„Niemand dachte, dass es so viele Tote geben würde“, erzählte die Überlebende Marina Sitnikowa gegenüber der russischen Zeitschrift Snob. Sie saß in der zehnten Reihe und, wie sie sich erinnert, gelang es niemandem aus dem hinteren Teil des Flugzeugs zu entkommen. „Videos zeigen, dass während der Landung alle in der Kabine geschrien haben, aber ich selbst war in einer Art Schockzustand – es schien mir, dass es um mich herum völlig still war.
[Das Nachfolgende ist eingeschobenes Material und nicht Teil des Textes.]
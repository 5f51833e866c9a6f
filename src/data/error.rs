//! Error types for replicate input parsing and validation
//!
//! [`ParseError`] covers every way raw input can fail to become a
//! [`ReplicateMatrix`](crate::data::ReplicateMatrix) or a
//! [`ReplicatePair`](crate::data::ReplicatePair). Each variant carries the
//! method side and subject position so a caller can point the user at the
//! offending value. Subject positions in messages are 1-based.

use thiserror::Error;

use super::matrix::Method;

/// Errors arising from parsing or validating replicate input
#[derive(Error, Debug, Clone, PartialEq)]
pub enum ParseError {
    /// A token could not be read as a finite number
    #[error("Malformed value {token:?} for method {side}, subject {}", .subject + 1)]
    MalformedValue {
        /// Method the token belongs to
        side: Method,
        /// Subject index (0-based)
        subject: usize,
        /// The offending token, trimmed
        token: String,
    },

    /// No subjects were found after parsing
    #[error("No values were supplied for method {side}")]
    EmptyInput { side: Method },

    /// A subject row has no replicate values
    #[error("Subject {} of method {side} has no replicate values", .subject + 1)]
    EmptySubject { side: Method, subject: usize },

    /// Subjects within one matrix have different replicate counts
    #[error(
        "Method {side} must have the same number of replicates for every subject: subject 1 has {expected}, subject {} has {found}",
        .subject + 1
    )]
    NonRectangular {
        side: Method,
        subject: usize,
        expected: usize,
        found: usize,
    },

    /// X and Y do not contain the same number of subjects
    #[error("The number of subjects for X and Y must match: X has {x}, Y has {y}")]
    SampleCountMismatch {
        /// Subject count of the X matrix
        x: usize,
        /// Subject count of the Y matrix
        y: usize,
    },

    /// A CSV row names a method other than X or Y
    #[error("Unknown method {label:?} for subject {subject}")]
    UnknownMethod { label: String, subject: String },

    /// A CSV subject has readings for only one of the two methods
    #[error("Subject {subject} has no readings for method {missing}")]
    UnpairedSubject { subject: String, missing: Method },

    /// Error encountered when reading CSV data
    #[error("CSV error: {0}")]
    CSVError(String),
}
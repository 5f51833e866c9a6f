//! Full method comparison session
//!
//! [`compare`] runs every analysis on one [`ReplicatePair`]:
//!
//! 1. Each replicate matrix is reduced to per-subject means and standard
//!    deviations ([`SummaryVectors`]).
//! 2. Bland–Altman agreement is computed from the subject means.
//! 3. Mean Y is regressed on mean X by weighted least squares and by weighted
//!    orthogonal distance regression.
//!
//! The analyses are independent. A failure in one (for example a singular fit)
//! is recorded in its slot of the [`ComparisonReport`] and the others still
//! run. Agreement needs only the subject means, so it is computed even when the
//! replicate spread cannot be estimated. Least squares needs only the spread of
//! Y, and orthogonal distance regression needs the spread of both methods.
//!
//! # Example
//!
//! ```rust
//! use methcomp::comparison::{compare_text, ComparisonOptions};
//!
//! let x = "1.0,1.2; 2.1,1.9; 3.0,3.2; 3.9,4.1";
//! let y = "1.1,1.3; 2.2,2.0; 3.1,3.3; 4.2,4.0";
//! let report = compare_text(x, y, &ComparisonOptions::default()).unwrap();
//! assert!(report.agreement.is_ok());
//! assert!(report.wls.is_ok());
//! ```

use serde::{Deserialize, Serialize};
use serde_json::{json, Value};
use std::fmt;

use crate::agreement::{bland_altman, AgreementOptions, AgreementResult};
use crate::data::{MatrixInput, ParseOptions, ReplicatePair};
use crate::error::MethcompError;
use crate::regression::{odr, wls, FitOptions, RegressionResult};
use crate::summary::{ReplicatePolicy, SummaryVectors};

/// Options for a full comparison session
#[derive(Debug, Clone, Default, PartialEq, Serialize, Deserialize)]
#[serde(default)]
pub struct ComparisonOptions {
    /// Text parsing options
    pub parse: ParseOptions,
    /// Handling of subjects with a single replicate
    pub replicate_policy: ReplicatePolicy,
    /// Bland–Altman options
    pub agreement: AgreementOptions,
    /// Regression options, shared by both fitters
    pub fit: FitOptions,
}

impl ComparisonOptions {
    pub fn with_parse(mut self, parse: ParseOptions) -> Self {
        self.parse = parse;
        self
    }

    pub fn with_replicate_policy(mut self, policy: ReplicatePolicy) -> Self {
        self.replicate_policy = policy;
        self
    }

    pub fn with_agreement(mut self, agreement: AgreementOptions) -> Self {
        self.agreement = agreement;
        self
    }

    pub fn with_fit(mut self, fit: FitOptions) -> Self {
        self.fit = fit;
        self
    }

    /// Read options from JSON
    ///
    /// Missing fields take their default values. The result is validated.
    ///
    /// ```rust
    /// use methcomp::comparison::ComparisonOptions;
    ///
    /// let options = ComparisonOptions::from_json(r#"{"fit": {"alpha": 0.1}}"#).unwrap();
    /// assert_eq!(options.fit.alpha, 0.1);
    /// assert_eq!(options.agreement.limit_multiplier, 1.96);
    /// ```
    pub fn from_json(json: &str) -> Result<Self, MethcompError> {
        let options: ComparisonOptions =
            serde_json::from_str(json).map_err(|e| MethcompError::Options(e.to_string()))?;
        options.validate()?;
        Ok(options)
    }

    /// Check that every value is within its valid range
    pub fn validate(&self) -> Result<(), MethcompError> {
        let alpha = self.fit.alpha;
        if !(alpha > 0.0 && alpha < 1.0) {
            return Err(invalid("fit.alpha", alpha));
        }
        let k = self.agreement.limit_multiplier;
        if !(k.is_finite() && k > 0.0) {
            return Err(invalid("agreement.limit_multiplier", k));
        }
        let tolerance = self.fit.odr.tolerance;
        if !(tolerance.is_finite() && tolerance > 0.0) {
            return Err(invalid("fit.odr.tolerance", tolerance));
        }
        if self.fit.odr.max_iterations == 0 {
            return Err(invalid("fit.odr.max_iterations", 0));
        }
        if self.parse.delimiter == '\n' {
            return Err(invalid("parse.delimiter", "\\n"));
        }
        Ok(())
    }
}

fn invalid(name: &'static str, value: impl fmt::Display) -> MethcompError {
    MethcompError::InvalidOption {
        name,
        value: value.to_string(),
    }
}

/// Outcome of every analysis in a comparison session
#[derive(Debug, Clone)]
pub struct ComparisonReport {
    /// Number of paired subjects
    pub n_subjects: usize,
    /// Replicates per subject for method X
    pub x_replicates: usize,
    /// Replicates per subject for method Y
    pub y_replicates: usize,
    pub x_summary: Result<SummaryVectors, MethcompError>,
    pub y_summary: Result<SummaryVectors, MethcompError>,
    pub agreement: Result<AgreementResult, MethcompError>,
    pub wls: Result<RegressionResult, MethcompError>,
    pub odr: Result<RegressionResult, MethcompError>,
}

impl ComparisonReport {
    /// True if every analysis succeeded
    pub fn is_complete(&self) -> bool {
        self.x_summary.is_ok()
            && self.y_summary.is_ok()
            && self.agreement.is_ok()
            && self.wls.is_ok()
            && self.odr.is_ok()
    }

    /// The report as a JSON value
    ///
    /// A failed analysis is written as `{"error": "<message>"}`.
    pub fn to_json(&self) -> Value {
        json!({
            "n_subjects": self.n_subjects,
            "x_replicates": self.x_replicates,
            "y_replicates": self.y_replicates,
            "x_summary": section(&self.x_summary),
            "y_summary": section(&self.y_summary),
            "agreement": section(&self.agreement),
            "wls": section(&self.wls),
            "odr": section(&self.odr),
        })
    }
}

fn section<T: Serialize>(result: &Result<T, MethcompError>) -> Value {
    match result {
        Ok(value) => {
            serde_json::to_value(value).unwrap_or_else(|e| json!({ "error": e.to_string() }))
        }
        Err(e) => json!({ "error": e.to_string() }),
    }
}

/// Run every analysis on a pair of replicate matrices
///
/// # Errors
///
/// Only invalid `options` fail the whole session. Failures of individual
/// analyses are reported in the corresponding [`ComparisonReport`] field.
pub fn compare(
    pair: &ReplicatePair,
    options: &ComparisonOptions,
) -> Result<ComparisonReport, MethcompError> {
    options.validate()?;

    let n_subjects = pair.n_subjects();
    tracing::info!(
        subjects = n_subjects,
        x_replicates = pair.x().n_replicates(),
        y_replicates = pair.y().n_replicates(),
        "starting method comparison"
    );

    let x_summary = SummaryVectors::from_matrix(pair.x(), options.replicate_policy)
        .map_err(MethcompError::from);
    let y_summary = SummaryVectors::from_matrix(pair.y(), options.replicate_policy)
        .map_err(MethcompError::from);

    let (mean_x, mean_y) = match (&x_summary, &y_summary) {
        (Ok(x), Ok(y)) => (x.mean.clone(), y.mean.clone()),
        _ => (pair.x().means(), pair.y().means()),
    };
    let agreement =
        bland_altman(&mean_x, &mean_y, &options.agreement).map_err(MethcompError::from);

    // least squares only weighs by the Y spread, so X may lack replicates
    let wls = match &y_summary {
        Ok(y) => {
            wls::fit(&mean_x, &y.mean, &y.weights(), &options.fit).map_err(MethcompError::from)
        }
        Err(e) => Err(e.clone()),
    };
    let odr = match (&x_summary, &y_summary) {
        (Ok(x), Ok(y)) => odr::fit_summaries(x, y, &options.fit).map_err(MethcompError::from),
        (Err(e), _) | (_, Err(e)) => Err(e.clone()),
    };

    for (name, error) in [
        ("agreement", agreement.as_ref().err()),
        ("weighted least squares", wls.as_ref().err()),
        ("orthogonal distance regression", odr.as_ref().err()),
    ] {
        if let Some(error) = error {
            tracing::warn!(analysis = name, %error, "analysis failed");
        }
    }

    Ok(ComparisonReport {
        n_subjects,
        x_replicates: pair.x().n_replicates(),
        y_replicates: pair.y().n_replicates(),
        x_summary,
        y_summary,
        agreement,
        wls,
        odr,
    })
}

/// Parse both inputs and run [`compare`]
///
/// Unlike the analyses, an input that cannot be parsed fails the whole call.
pub fn compare_text(
    x: impl Into<MatrixInput>,
    y: impl Into<MatrixInput>,
    options: &ComparisonOptions,
) -> Result<ComparisonReport, MethcompError> {
    options.validate()?;
    let pair = ReplicatePair::from_inputs(x, y, &options.parse)?;
    compare(&pair, options)
}

impl fmt::Display for ComparisonReport {
    fn fmt(&self, f: &mut fmt::Formatter<'_>) -> fmt::Result {
        writeln!(
            f,
            "Method comparison: {} subjects, {} X replicates, {} Y replicates",
            self.n_subjects, self.x_replicates, self.y_replicates
        )?;
        writeln!(f)?;
        match &self.agreement {
            Ok(agreement) => writeln!(f, "{}", agreement)?,
            Err(e) => writeln!(f, "Bland-Altman agreement failed: {}", e)?,
        }
        for (name, fit) in [
            ("Weighted least squares", &self.wls),
            ("Orthogonal distance regression", &self.odr),
        ] {
            writeln!(f)?;
            match fit {
                Ok(result) => writeln!(f, "{}", result)?,
                Err(e) => writeln!(f, "{} failed: {}", name, e)?,
            }
        }
        Ok(())
    }
}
Ich konnte im Rauch nichts sehen oder hören“, erinnert sie sich.
Am Abend des 5. Mai war die SSJ100 unterwegs von Moskau nach Murmansk, als sie nur zehn Minuten nach dem Abflug von einem Blitz getroffen wurde. Dies führte zum Ausfall der Funkverbindung und der automatischen Systemsteuerung, so dass die Crew um die Genehmigung zur Notlandung in Scheremetjewo bat.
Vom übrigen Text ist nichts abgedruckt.